Toutefois, il y a plusieurs années, alors qu’elle insistait en faveur d’un soutien permanent de l’occupation américaine en Afghanistan, elle avait été plus explicite.

« Soyons honnêtes, nous avons aidé à créer le problème que nous combattons actuellement », avait-elle dit à l’interviewer de Fox News. Et d’ajouter :

« Parce que, quand l’Union soviétique a envahi l’Afghanistan, nous avons eu cette brillante idée que nous allions venir au Pakistan et créer une force de Moudjahidine, de les équiper de missiles Stinger et de toutes sortes d’autres choses, afin qu’ils aillent aux trousses des Soviétiques en Afghanistan, et nous avons réussi notre coup. Les Soviétiques ont quitté l’Afghanistan et nous avons dit : « Super, au revoir ! », laissant ces gens entraînés, des fanatiques, en Afghanistan et au Pakistan, les laissant sur place bien armés, créant ainsi un beau gâchis qu’à l’époque, franchement, nous n’avons pas vraiment reconnu parce que nous étions tellement heureux de voir tomber l’Union soviétique. »

L’un de ces « fanatiques » – un autre « effet pervers » – n’était autre qu’Oussama ben Laden, que les EU ont accusé d’avoir préparé les attentats du 11 septembre.

Mais quelle que soit la compréhension qu’a eue Hillary Clinton de l’affaire il y a quelques années, elle est bien oubliée aujourd’hui.

Dans son interview pour MSNBC cette semaine, elle semble impatiente d’assister à une répétition du « succès » afghan – et elle n’est pas la seule.

Ses prétendues larmes versées pour « les femmes et les filles afghanes » en janvier dernier encore ont séché depuis et elle bat de nouveau les tambours de la guerre.

Comparant l’Ukraine à l’Afghanistan, Hillary Clinton a dit à MSNBC que ce dernier était « le modèle que les gens envisagent aujourd’hui ».

« Si des armes pouvaient entrer en quantités suffisantes – et ce devrait être le cas – le long de certaines des frontières entre d’autres nations et l’Ukraine (…) cela peut continuer à contrecarrer la Russie. »

« Il nous faut fournir des armes en suffisance pour l’armée et les volontaires de l’Ukraine »,

a-t-elle affirmé.

Elle est prête à enfourner le peuple de ce pays dans le moulin à viande d’une guerre par procuration des superpuissances, mais la stratégie est exactement la même – et les « effets pervers » sont potentiellement tout aussi désastreux – même en parvenant à éviter un holocauste nucléaire.

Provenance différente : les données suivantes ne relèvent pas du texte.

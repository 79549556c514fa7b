//! CLI argument parsing for BotRail

use clap::{Parser, Subcommand};
use std::path::PathBuf;

/// BotRail - guardrail lifecycle and selection for chat bots
#[derive(Parser, Debug)]
#[command(name = "botrail")]
#[command(version, about, long_about = None)]
pub struct Cli {
    /// Provider API base URL
    ///
    /// Falls back to the BOTRAIL_ENDPOINT environment variable.
    #[arg(long, global = true)]
    pub endpoint: Option<String>,

    #[command(subcommand)]
    pub command: Command,
}

#[derive(Subcommand, Debug)]
pub enum Command {
    /// List ready guardrails and their published versions
    List {
        /// Emit the listing as JSON instead of a table
        #[arg(long)]
        json: bool,
    },

    /// Create a guardrail and publish its first version
    ///
    /// The resource is created first, the version second. If only the
    /// version step fails the resource is kept; `botrail publish` retries
    /// the version step alone.
    Provision {
        /// Guardrail name
        #[arg(long)]
        name: String,

        /// Path to the policy payload (JSON)
        #[arg(long)]
        config_file: PathBuf,
    },

    /// Publish a version of an existing guardrail
    Publish {
        /// Guardrail id
        #[arg(long)]
        id: String,
    },

    /// Delete a guardrail pair, version before resource
    Teardown {
        /// Guardrail id
        #[arg(long)]
        id: String,

        /// Version id to delete
        #[arg(long)]
        version: String,
    },

    /// Show what a fresh client session would select by default
    Resolve,
}
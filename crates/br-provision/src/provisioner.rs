//! The provisioning collaborator contract

use br_types::{GuardrailDraft, GuardrailResource, GuardrailVersion, RailError};
use thiserror::Error;

/// Provisioning error types
#[derive(Debug, Error)]
pub enum ProvisionError {
    #[error("Resource creation failed: {0}")]
    ResourceCreation(String),

    #[error("Version creation failed for guardrail {resource_id}: {detail}")]
    VersionCreation { resource_id: String, detail: String },

    #[error(
        "Version {version_id} references guardrail {actual_parent}, expected {expected_parent}"
    )]
    OrphanVersion {
        version_id: String,
        expected_parent: String,
        actual_parent: String,
    },

    #[error("Deletion failed for {target}: {detail}")]
    Deletion { target: String, detail: String },

    #[error("Network error: {0}")]
    Network(String),

    #[error("Parse error: {0}")]
    Parse(String),
}

impl From<ProvisionError> for RailError {
    fn from(err: ProvisionError) -> Self {
        RailError::Provision(err.to_string())
    }
}

/// Owns the cloud lifecycle of guardrail resources and versions.
///
/// Implementations must treat each call as a single completed operation: when
/// `create_guardrail` returns `Ok`, the resource exists and may be referenced
/// by a subsequent `create_version`.
#[async_trait::async_trait]
pub trait GuardrailProvisioner: Send + Sync {
    /// Create the guardrail resource from a draft definition
    async fn create_guardrail(
        &self,
        draft: &GuardrailDraft,
    ) -> Result<GuardrailResource, ProvisionError>;

    /// Publish an immutable version of an existing guardrail
    async fn create_version(&self, resource_id: &str)
        -> Result<GuardrailVersion, ProvisionError>;

    /// Delete a published version
    async fn delete_version(
        &self,
        resource_id: &str,
        version_id: &str,
    ) -> Result<(), ProvisionError>;

    /// Delete the guardrail resource itself
    async fn delete_guardrail(&self, resource_id: &str) -> Result<(), ProvisionError>;
}
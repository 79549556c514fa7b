//! Resource-Version Binder: the ordered two-step provisioning sequence

use std::sync::Arc;

use br_types::{GuardrailDraft, GuardrailResource};
use thiserror::Error;
use tracing::{debug, info, warn};

use crate::binding::GuardrailBinding;
use crate::provisioner::{GuardrailProvisioner, ProvisionError};

/// Why a bind attempt failed, and what survived it
#[derive(Debug, Error)]
pub enum BindFailure {
    /// The resource step failed. Nothing was created; the version step was
    /// never attempted.
    #[error("guardrail creation aborted: {source}")]
    Resource {
        #[source]
        source: ProvisionError,
    },

    /// The version step failed after the resource was created. The resource
    /// is retained (not rolled back); retry with [`Binder::bind_version`].
    #[error("version step failed for guardrail {}: {source}", .resource.id)]
    Version {
        resource: GuardrailResource,
        #[source]
        source: ProvisionError,
    },
}

/// Creates a guardrail resource and publishes a version bound to it.
///
/// The two creation calls are never parallelized: the version call is gated on
/// the resource call having completed, which is what makes the returned
/// binding's dependency edge truthful.
pub struct Binder {
    provisioner: Arc<dyn GuardrailProvisioner>,
}

impl Binder {
    pub fn new(provisioner: Arc<dyn GuardrailProvisioner>) -> Self {
        Self { provisioner }
    }

    /// Provision a (resource, version) pair from a draft definition.
    ///
    /// Resource first, version second. A resource failure aborts before the
    /// version step is attempted, so no orphan version can exist. A version
    /// failure reports the surviving resource for a targeted retry.
    pub async fn bind(&self, draft: &GuardrailDraft) -> Result<GuardrailBinding, BindFailure> {
        info!("Provisioning guardrail '{}'", draft.name);

        let resource = self
            .provisioner
            .create_guardrail(draft)
            .await
            .map_err(|source| BindFailure::Resource { source })?;
        debug!("Created guardrail resource {}", resource.id);

        self.bind_version(&resource).await
    }

    /// Publish a version against an already-created resource.
    ///
    /// This is the retry path after [`BindFailure::Version`]: the resource
    /// step is not repeated.
    pub async fn bind_version(
        &self,
        resource: &GuardrailResource,
    ) -> Result<GuardrailBinding, BindFailure> {
        let version = self
            .provisioner
            .create_version(&resource.id)
            .await
            .map_err(|source| {
                warn!(
                    "Version step failed for guardrail {}; resource retained",
                    resource.id
                );
                BindFailure::Version {
                    resource: resource.clone(),
                    source,
                }
            })?;

        // The pair must be internally consistent before anyone can observe it
        if version.parent_resource_id != resource.id {
            return Err(BindFailure::Version {
                resource: resource.clone(),
                source: ProvisionError::OrphanVersion {
                    version_id: version.version_id,
                    expected_parent: resource.id.clone(),
                    actual_parent: version.parent_resource_id,
                },
            });
        }

        info!(
            "Published version {} of guardrail {}",
            version.version_id, resource.id
        );
        Ok(GuardrailBinding::new(resource.clone(), version))
    }
}
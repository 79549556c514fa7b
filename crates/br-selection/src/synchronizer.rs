//! The selection synchronizer state machine

use std::collections::HashMap;
use std::sync::{Arc, Weak};

use br_listing::{GuardrailDirectory, ListingError};
use br_types::{GuardrailListOutput, GuardrailSummary, SelectOption, SelectionState};
use parking_lot::RwLock;
use tracing::debug;

use crate::reporter::{ErrorReporter, TracingErrorReporter};

#[derive(Debug, Clone, Copy, PartialEq, Eq)]
enum Phase {
    Uninitialized,
    Loading,
    Ready,
}

struct State {
    phase: Phase,
    /// Listing in the order the directory returned it
    options: Vec<GuardrailSummary>,
    /// Id-indexed lookup; duplicate ids overwrite, last wins
    by_id: HashMap<String, GuardrailSummary>,
    selection: SelectionState,
}

struct Inner {
    directory: Arc<dyn GuardrailDirectory>,
    reporter: Arc<dyn ErrorReporter>,
    state: RwLock<State>,
}

/// Holds the (resource, version) selection for one bot-configuration session.
///
/// One listing fetch per session: [`activate`](SelectionSynchronizer::activate)
/// starts it, default resolution runs once when it resolves. Every mutation
/// (either setter, fetch completion) runs to completion under the state's
/// write lock, so updates never interleave.
pub struct SelectionSynchronizer {
    inner: Arc<Inner>,
}

impl SelectionSynchronizer {
    /// Create a synchronizer reporting failures through `tracing`
    pub fn new(directory: Arc<dyn GuardrailDirectory>) -> Self {
        Self::with_reporter(directory, Arc::new(TracingErrorReporter))
    }

    pub fn with_reporter(
        directory: Arc<dyn GuardrailDirectory>,
        reporter: Arc<dyn ErrorReporter>,
    ) -> Self {
        Self {
            inner: Arc::new(Inner {
                directory,
                reporter,
                state: RwLock::new(State {
                    phase: Phase::Uninitialized,
                    options: Vec::new(),
                    by_id: HashMap::new(),
                    selection: SelectionState::default(),
                }),
            }),
        }
    }

    /// Seed an externally supplied selection before activation.
    /// A non-empty resource id here is never overridden by default resolution.
    pub fn preselect(self, selection: SelectionState) -> Self {
        self.inner.state.write().selection = selection;
        self
    }

    /// Start the one-time listing fetch. Later calls are no-ops.
    ///
    /// The spawned task holds only a weak handle to this synchronizer, so a
    /// fetch resolving after the synchronizer was dropped changes nothing.
    pub fn activate(&self) -> tokio::task::JoinHandle<()> {
        {
            let mut state = self.inner.state.write();
            if state.phase != Phase::Uninitialized {
                debug!("Selection synchronizer already activated");
                return tokio::spawn(async {});
            }
            state.phase = Phase::Loading;
        }

        let inner = Arc::downgrade(&self.inner);
        tokio::spawn(run_fetch(inner))
    }

    /// True between activation and fetch resolution
    pub fn is_loading(&self) -> bool {
        self.inner.state.read().phase == Phase::Loading
    }

    pub fn selection(&self) -> SelectionState {
        self.inner.state.read().selection.clone()
    }

    /// The fetched listing, in directory order
    pub fn options(&self) -> Vec<GuardrailSummary> {
        self.inner.state.read().options.clone()
    }

    /// Select a guardrail resource.
    ///
    /// Always re-picks the version: the first entry of the new resource's
    /// version list, or empty when the id is unknown or has no versions. The
    /// version is never left pointing at a different resource's entry.
    pub fn set_resource_id(&self, id: impl Into<String>) {
        let id = id.into();
        let mut state = self.inner.state.write();
        let first_version = state
            .by_id
            .get(&id)
            .and_then(|g| g.versions.first())
            .cloned()
            .unwrap_or_default();
        state.selection = SelectionState::new(id, first_version);
    }

    /// Select a version of the current resource.
    ///
    /// Membership is not re-validated here; callers offer only the list from
    /// [`version_options`](SelectionSynchronizer::version_options).
    pub fn set_version_id(&self, version_id: impl Into<String>) {
        self.inner.state.write().selection.version_id = version_id.into();
    }

    /// Version ids of the currently selected resource, or empty when the
    /// selection is unset or references an unknown id. Never fails.
    pub fn versions_for_current_selection(&self) -> Vec<String> {
        let state = self.inner.state.read();
        state
            .by_id
            .get(&state.selection.resource_id)
            .map(|g| g.versions.clone())
            .unwrap_or_default()
    }

    /// Resource dropdown entries: value = id, label = name.
    /// Duplicate ids collapse to one entry (first position, last label).
    pub fn resource_options(&self) -> Vec<SelectOption> {
        let state = self.inner.state.read();
        let mut seen: Vec<&str> = Vec::new();
        for guardrail in &state.options {
            if !seen.contains(&guardrail.id.as_str()) {
                seen.push(guardrail.id.as_str());
            }
        }
        seen.into_iter()
            .filter_map(|id| state.by_id.get(id))
            .map(|g| SelectOption::new(g.id.as_str(), g.name.as_str()))
            .collect()
    }

    /// Version dropdown entries for the current resource; label == value
    pub fn version_options(&self) -> Vec<SelectOption> {
        self.versions_for_current_selection()
            .into_iter()
            .map(|v| SelectOption::new(v.clone(), v))
            .collect()
    }
}

async fn run_fetch(inner: Weak<Inner>) {
    // Only the directory handle is kept alive across the await; the state
    // itself is re-acquired afterwards so a dropped owner makes this a no-op.
    let directory = match inner.upgrade() {
        Some(strong) => strong.directory.clone(),
        None => return,
    };

    let result = directory.fetch_guardrails().await;

    match inner.upgrade() {
        Some(strong) => strong.apply_fetch_result(result),
        None => debug!("Selection synchronizer dropped before fetch resolved; ignoring result"),
    }
}

impl Inner {
    fn apply_fetch_result(&self, result: Result<Option<GuardrailListOutput>, ListingError>) {
        let mut state = self.state.write();

        match result {
            Ok(payload) => {
                // A missing payload reads the same as an empty listing
                let guardrails = payload.map(|p| p.guardrails).unwrap_or_default();
                state.by_id = guardrails
                    .iter()
                    .map(|g| (g.id.clone(), g.clone()))
                    .collect();
                state.options = guardrails;

                // Default resolution runs once, and never overrides a choice
                // made before the fetch resolved
                if state.selection.is_unset() {
                    let default = state.options.iter().find(|g| g.default).map(|g| {
                        (
                            g.id.clone(),
                            g.versions.first().cloned().unwrap_or_default(),
                        )
                    });
                    if let Some((id, version)) = default {
                        debug!("Auto-selecting default guardrail {} version {}", id, version);
                        state.selection = SelectionState::new(id, version);
                    }
                }
            }
            Err(err) => {
                self.reporter.report(&err);
                state.options.clear();
                state.by_id.clear();
            }
        }

        state.phase = Phase::Ready;
    }
}
//! BotRail operator CLI
//!
//! Provisions guardrail resource/version pairs, lists what is selectable,
//! and previews what a fresh client session would select by default.

mod cli;
mod commands;

use clap::Parser;
use tracing_subscriber::{layer::SubscriberExt, util::SubscriberInitExt};

#[tokio::main]
async fn main() -> anyhow::Result<()> {
    tracing_subscriber::registry()
        .with(
            tracing_subscriber::EnvFilter::try_from_default_env()
                .unwrap_or_else(|_| "botrail=info".into()),
        )
        .with(tracing_subscriber::fmt::layer())
        .init();

    let cli = cli::Cli::parse();
    commands::run(cli).await
}
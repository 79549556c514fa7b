//! HTTP client against the provider's guardrail endpoints

use br_listing::{ListingError, ProviderGuardrail, ProviderGuardrails};
use br_provision::{GuardrailProvisioner, ProvisionError};
use br_types::{GuardrailDraft, GuardrailResource, GuardrailStatus, GuardrailVersion};
use chrono::{DateTime, Utc};
use serde::{Deserialize, Serialize};
use tracing::debug;

/// Request timeout for all provider calls
const REQUEST_TIMEOUT_SECS: u64 = 30;

/// Client for the provider's guardrail REST surface
pub struct ProviderClient {
    http_client: reqwest::Client,
    base_url: String,
}

impl ProviderClient {
    /// Create a new provider client against the given API base URL
    pub fn new(base_url: impl Into<String>) -> Self {
        let base_url = base_url.into().trim_end_matches('/').to_string();
        Self {
            http_client: reqwest::Client::builder()
                .timeout(std::time::Duration::from_secs(REQUEST_TIMEOUT_SECS))
                .user_agent(concat!("botrail/", env!("CARGO_PKG_VERSION")))
                .build()
                .unwrap_or_default(),
            base_url,
        }
    }

    pub fn base_url(&self) -> &str {
        &self.base_url
    }

    fn guardrails_url(&self) -> String {
        format!("{}/guardrails", self.base_url)
    }

    fn guardrail_url(&self, id: &str) -> String {
        format!("{}/guardrails/{}", self.base_url, urlencoding::encode(id))
    }
}

impl Clone for ProviderClient {
    fn clone(&self) -> Self {
        Self {
            http_client: self.http_client.clone(),
            base_url: self.base_url.clone(),
        }
    }
}

#[async_trait::async_trait]
impl ProviderGuardrails for ProviderClient {
    async fn list_guardrails(
        &self,
        filter_id: Option<&str>,
    ) -> Result<Vec<ProviderGuardrail>, ListingError> {
        let url = match filter_id {
            Some(id) => format!(
                "{}?guardrailIdentifier={}",
                self.guardrails_url(),
                urlencoding::encode(id)
            ),
            None => self.guardrails_url(),
        };

        debug!("Listing guardrails: {}", url);

        let response = self
            .http_client
            .get(&url)
            .send()
            .await
            .map_err(|e| ListingError::Network(format!("Request failed: {}", e)))?;

        if !response.status().is_success() {
            let status = response.status();
            let body = response.text().await.unwrap_or_default();
            return Err(ListingError::Provider(format!(
                "Provider returned {}: {}",
                status, body
            )));
        }

        let listing: ListGuardrailsResponse = response
            .json()
            .await
            .map_err(|e| ListingError::Parse(format!("Failed to parse response: {}", e)))?;

        Ok(listing
            .guardrails
            .into_iter()
            .map(convert_wire_guardrail)
            .collect())
    }
}

#[async_trait::async_trait]
impl GuardrailProvisioner for ProviderClient {
    async fn create_guardrail(
        &self,
        draft: &GuardrailDraft,
    ) -> Result<GuardrailResource, ProvisionError> {
        let url = self.guardrails_url();
        debug!("Creating guardrail '{}': {}", draft.name, url);

        let response = self
            .http_client
            .post(&url)
            .json(&CreateGuardrailRequest {
                name: &draft.name,
                policy: &draft.policy,
            })
            .send()
            .await
            .map_err(|e| ProvisionError::Network(format!("Request failed: {}", e)))?;

        if !response.status().is_success() {
            let status = response.status();
            let body = response.text().await.unwrap_or_default();
            return Err(ProvisionError::ResourceCreation(format!(
                "Provider returned {}: {}",
                status, body
            )));
        }

        let created: CreateGuardrailResponse = response
            .json()
            .await
            .map_err(|e| ProvisionError::Parse(format!("Failed to parse response: {}", e)))?;

        Ok(GuardrailResource {
            id: created.guardrail_id,
            name: draft.name.clone(),
            status: GuardrailStatus::from_str_lenient(&created.status),
            policy: draft.policy.clone(),
            created_at: created.created_at.unwrap_or_else(Utc::now),
        })
    }

    async fn create_version(
        &self,
        resource_id: &str,
    ) -> Result<GuardrailVersion, ProvisionError> {
        let url = format!("{}/versions", self.guardrail_url(resource_id));
        debug!("Publishing version of guardrail {}: {}", resource_id, url);

        let response = self
            .http_client
            .post(&url)
            .send()
            .await
            .map_err(|e| ProvisionError::Network(format!("Request failed: {}", e)))?;

        if !response.status().is_success() {
            let status = response.status();
            let body = response.text().await.unwrap_or_default();
            return Err(ProvisionError::VersionCreation {
                resource_id: resource_id.to_string(),
                detail: format!("Provider returned {}: {}", status, body),
            });
        }

        let created: CreateVersionResponse = response
            .json()
            .await
            .map_err(|e| ProvisionError::Parse(format!("Failed to parse response: {}", e)))?;

        Ok(GuardrailVersion {
            version_id: created.version,
            parent_resource_id: created
                .guardrail_id
                .unwrap_or_else(|| resource_id.to_string()),
            created_at: created.created_at.unwrap_or_else(Utc::now),
        })
    }

    async fn delete_version(
        &self,
        resource_id: &str,
        version_id: &str,
    ) -> Result<(), ProvisionError> {
        let url = format!(
            "{}/versions/{}",
            self.guardrail_url(resource_id),
            urlencoding::encode(version_id)
        );
        debug!("Deleting guardrail version: {}", url);
        self.delete(&url, format!("guardrail {} version {}", resource_id, version_id))
            .await
    }

    async fn delete_guardrail(&self, resource_id: &str) -> Result<(), ProvisionError> {
        let url = self.guardrail_url(resource_id);
        debug!("Deleting guardrail: {}", url);
        self.delete(&url, format!("guardrail {}", resource_id)).await
    }
}

impl ProviderClient {
    async fn delete(&self, url: &str, target: String) -> Result<(), ProvisionError> {
        let response = self
            .http_client
            .delete(url)
            .send()
            .await
            .map_err(|e| ProvisionError::Network(format!("Request failed: {}", e)))?;

        if !response.status().is_success() {
            let status = response.status();
            let body = response.text().await.unwrap_or_default();
            return Err(ProvisionError::Deletion {
                target,
                detail: format!("Provider returned {}: {}", status, body),
            });
        }

        Ok(())
    }
}

/// Listing response format
#[derive(Debug, Deserialize)]
struct ListGuardrailsResponse {
    #[serde(default)]
    guardrails: Vec<WireGuardrail>,
}

/// One guardrail row on the wire
#[derive(Debug, Deserialize)]
#[serde(rename_all = "camelCase")]
struct WireGuardrail {
    id: String,

    #[serde(default)]
    name: String,

    #[serde(default)]
    status: String,

    /// Present when listing the versions of a single guardrail
    #[serde(default)]
    version: Option<String>,

    #[serde(default)]
    created_at: Option<DateTime<Utc>>,
}

#[derive(Debug, Serialize)]
#[serde(rename_all = "camelCase")]
struct CreateGuardrailRequest<'a> {
    name: &'a str,
    policy: &'a serde_json::Value,
}

#[derive(Debug, Deserialize)]
#[serde(rename_all = "camelCase")]
struct CreateGuardrailResponse {
    guardrail_id: String,

    #[serde(default)]
    status: String,

    #[serde(default)]
    created_at: Option<DateTime<Utc>>,
}

#[derive(Debug, Deserialize)]
#[serde(rename_all = "camelCase")]
struct CreateVersionResponse {
    version: String,

    #[serde(default)]
    guardrail_id: Option<String>,

    #[serde(default)]
    created_at: Option<DateTime<Utc>>,
}

/// Convert a wire row to the listing contract's row
fn convert_wire_guardrail(wire: WireGuardrail) -> ProviderGuardrail {
    ProviderGuardrail {
        id: wire.id,
        name: wire.name,
        status: GuardrailStatus::from_str_lenient(&wire.status),
        version: wire.version,
        created_at: wire.created_at,
    }
}
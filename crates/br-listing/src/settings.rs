//! Listing configuration

/// Environment variable naming the guardrail to flag as the default
pub const DEFAULT_GUARDRAIL_ID_ENV: &str = "DEFAULT_GUARDRAIL_ID";

#[derive(Debug, Clone, Default)]
pub struct ListingSettings {
    /// Guardrail id flagged `default: true` in the aggregated listing
    pub default_guardrail_id: Option<String>,
}

impl ListingSettings {
    /// Read settings from the environment. An unset or empty
    /// `DEFAULT_GUARDRAIL_ID` means no entry gets the default flag.
    pub fn from_env() -> Self {
        let default_guardrail_id = std::env::var(DEFAULT_GUARDRAIL_ID_ENV)
            .ok()
            .filter(|v| !v.is_empty());
        Self {
            default_guardrail_id,
        }
    }

    pub fn with_default(id: impl Into<String>) -> Self {
        Self {
            default_guardrail_id: Some(id.into()),
        }
    }

    pub fn is_default(&self, id: &str) -> bool {
        self.default_guardrail_id.as_deref() == Some(id)
    }
}
//! Linear forms: ordered question/answer flows ending in a summary.
//!
//! A form is data (`FormDefinition`): an ordered list of steps, each with a
//! prompt, an optional fixed-choice menu and a validator. The `FormEngine`
//! walks a `Session` through it. The two agency forms live in `intake` and
//! `registration`.

pub mod engine;
pub mod intake;
pub mod model;
pub mod registration;
pub mod state;

pub use engine::{FormEngine, FormStatus, Transition};
pub use intake::intake_form;
pub use model::{
    AnswerValue, Answers, FormDefinition, Step, SummaryField, SummaryTemplate, Validator,
};
pub use registration::registration_form;
pub use state::Session;
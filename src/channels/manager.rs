//! ChannelManager: owns every active channel, merges their message
//! streams and routes replies back to the channel a message came from.

use futures::stream;

use crate::channels::{Channel, IncomingMessage, MessageStream, OutgoingResponse};
use crate::error::ChannelError;

#[derive(Default)]
pub struct ChannelManager {
    channels: Vec<Box<dyn Channel>>,
}

impl ChannelManager {
    pub fn new() -> Self {
        Self::default()
    }

    /// Register a channel. Replies go to the first channel registered
    /// under a given name.
    pub fn add(&mut self, channel: Box<dyn Channel>) {
        tracing::debug!(channel = channel.name(), "Channel registered");
        self.channels.push(channel);
    }

    pub fn names(&self) -> Vec<&str> {
        self.channels.iter().map(|c| c.name()).collect()
    }

    fn get(&self, name: &str) -> Option<&dyn Channel> {
        self.channels
            .iter()
            .find(|c| c.name() == name)
            .map(|c| c.as_ref())
    }

    /// Start every channel and merge their streams into one.
    pub async fn start_all(&self) -> Result<MessageStream, ChannelError> {
        let mut streams = Vec::with_capacity(self.channels.len());
        for channel in &self.channels {
            let stream = channel.start().await?;
            tracing::info!(channel = channel.name(), "Channel started");
            streams.push(stream);
        }
        Ok(Box::pin(stream::select_all(streams)))
    }

    /// Send a response on the channel the message arrived on.
    pub async fn respond(
        &self,
        msg: &IncomingMessage,
        response: OutgoingResponse,
    ) -> Result<(), ChannelError> {
        let channel = self
            .get(&msg.channel)
            .ok_or_else(|| ChannelError::UnknownChannel(msg.channel.clone()))?;
        channel.respond(msg, response).await
    }

    /// Run every channel's health check, returning failures by name.
    pub async fn health_check_all(&self) -> Vec<(String, ChannelError)> {
        let mut failures = Vec::new();
        for channel in &self.channels {
            if let Err(e) = channel.health_check().await {
                failures.push((channel.name().to_string(), e));
            }
        }
        failures
    }

    pub async fn shutdown_all(&self) -> Result<(), ChannelError> {
        for channel in &self.channels {
            if let Err(e) = channel.shutdown().await {
                tracing::warn!(channel = channel.name(), "Channel shutdown failed: {}", e);
            }
        }
        Ok(())
    }
}

#[cfg(test)]
mod tests {
    use std::sync::{Arc, Mutex};

    use async_trait::async_trait;
    use futures::StreamExt;

    use super::*;

    struct FixedChannel {
        name: &'static str,
        inbox: Vec<&'static str>,
        sent: Arc<Mutex<Vec<String>>>,
    }

    #[async_trait]
    impl Channel for FixedChannel {
        fn name(&self) -> &str {
            self.name
        }

        async fn start(&self) -> Result<MessageStream, ChannelError> {
            let messages: Vec<IncomingMessage> = self
                .inbox
                .iter()
                .map(|text| IncomingMessage::new(self.name, "u1", text))
                .collect();
            Ok(Box::pin(stream::iter(messages)))
        }

        async fn respond(
            &self,
            _msg: &IncomingMessage,
            response: OutgoingResponse,
        ) -> Result<(), ChannelError> {
            self.sent
                .lock()
                .unwrap()
                .push(format!("{}:{}", self.name, response.content));
            Ok(())
        }

        async fn health_check(&self) -> Result<(), ChannelError> {
            Err(ChannelError::HealthCheckFailed {
                name: self.name.to_string(),
            })
        }

        async fn shutdown(&self) -> Result<(), ChannelError> {
            Ok(())
        }
    }

    fn manager(sent: &Arc<Mutex<Vec<String>>>) -> ChannelManager {
        let mut manager = ChannelManager::new();
        manager.add(Box::new(FixedChannel {
            name: "a",
            inbox: vec!["one", "two"],
            sent: Arc::clone(sent),
        }));
        manager.add(Box::new(FixedChannel {
            name: "b",
            inbox: vec!["three"],
            sent: Arc::clone(sent),
        }));
        manager
    }

    #[tokio::test]
    async fn start_all_merges_streams() {
        let sent = Arc::new(Mutex::new(Vec::new()));
        let manager = manager(&sent);
        let stream = manager.start_all().await.unwrap();
        let mut contents: Vec<String> = stream.map(|m| m.content).collect().await;
        contents.sort();
        assert_eq!(contents, ["one", "three", "two"]);
    }

    #[tokio::test]
    async fn respond_routes_by_channel_name() {
        let sent = Arc::new(Mutex::new(Vec::new()));
        let manager = manager(&sent);

        let msg = IncomingMessage::new("b", "u1", "hi");
        manager
            .respond(&msg, OutgoingResponse::text("hello"))
            .await
            .unwrap();
        assert_eq!(*sent.lock().unwrap(), ["b:hello"]);
    }

    #[tokio::test]
    async fn respond_to_unknown_channel_fails() {
        let sent = Arc::new(Mutex::new(Vec::new()));
        let manager = manager(&sent);

        let msg = IncomingMessage::new("email", "u1", "hi");
        let err = manager
            .respond(&msg, OutgoingResponse::text("hello"))
            .await
            .unwrap_err();
        assert!(matches!(err, ChannelError::UnknownChannel(ref name) if name == "email"));
    }

    #[tokio::test]
    async fn health_check_all_collects_failures() {
        let sent = Arc::new(Mutex::new(Vec::new()));
        let manager = manager(&sent);
        let failures = manager.health_check_all().await;
        let names: Vec<&str> = failures.iter().map(|(n, _)| n.as_str()).collect();
        assert_eq!(names, ["a", "b"]);
        assert_eq!(manager.names(), ["a", "b"]);
    }
}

Cette fois, les fanatiques bien entraînés et endurcis au combat seront des extrémistes venus de toute l’Europe et d’ailleurs, menés par le bataillon des néonazis ukrainiens Azov, parmi d’autres groupes ukrainiens d’extrême droite qui ont bénéficié du soutien américain depuis que Washington les a utilisés pour fomenter un coup d’État en 2014.


Donnez une chance à la paix (sérieusement)

Ainsi donc, quelle est l’alternative ? J’ai expliqué à Rania Khalek que, quelles que soient les critiques qu’on peut avoir à l’encontre du président ukrainien Volodymyr Zelensky, il y avait deux choses à remarquer :

Zelensky, un ancien comédien sans la moindre expérience politique, a été élu suite à une victoire écrasante en 2019, sur sa promesse de mettre un terme à la guerre dans la région du Donbass en recourant à des négociations avec la Russie.

« Je suis prêt à faire un marché avec le diable, pourvu que plus personne ne meure », a-t-il dit.

Cet empressement n’a toutefois pas suffi, du fait que les États-Unis n’ont pas l’intention de renoncer à l’Ukraine en tant qu’arme contre la Russie.

Comme l’avait dit en 2020 l’éminent député américain du Parti démocrate, Adam Schiff :

« Les États-Unis aident l’Ukraine et son peuple à combattre la Russie là-bas, et nous ne devons donc pas combattre la Russie ici. »

Incidemment, ce genre de langage a servi régulièrement de refrain dans la « guerre contre le terrorisme ».

Par exemple, dans un discours de 2007 dans lequel il justifiait les invasions par les EU de l’Irak et de l’Afghanistan, le président George W. Bush avait déclaré : « Nous les combattrons [les terroristes] là-bas, de sorte que nous n’aurons pas à les affronter aux États-Unis d’Amérique. »

Pourtant, même si son pays est envahi et s’il bénéficie du soutien international tout en mobilisant le moral de son peuple, Zelensky s’est engagé dans des pourparlers avec la Russie et il exprime son intention de les voir se poursuivre.

Ce peut être un reflet de la réalité militaire : la Russie domine d’une façon écrasante. Mais, dans les négociations, le match pourrait être un peu plus équilibré.

La Russie se tiendrait d’un côté de la table et, de l’autre côté, il y aurait l’Ukraine, soutenue par ses nombreux alliés puissants.

Au lieu de pousser à l’escalade de la guerre comme Washington et les Européens s’empressent de le faire, pourquoi n’y a-t-il pas un effort massif de la part des prétendus amis de l’Ukraine pour soutenir les négociations ?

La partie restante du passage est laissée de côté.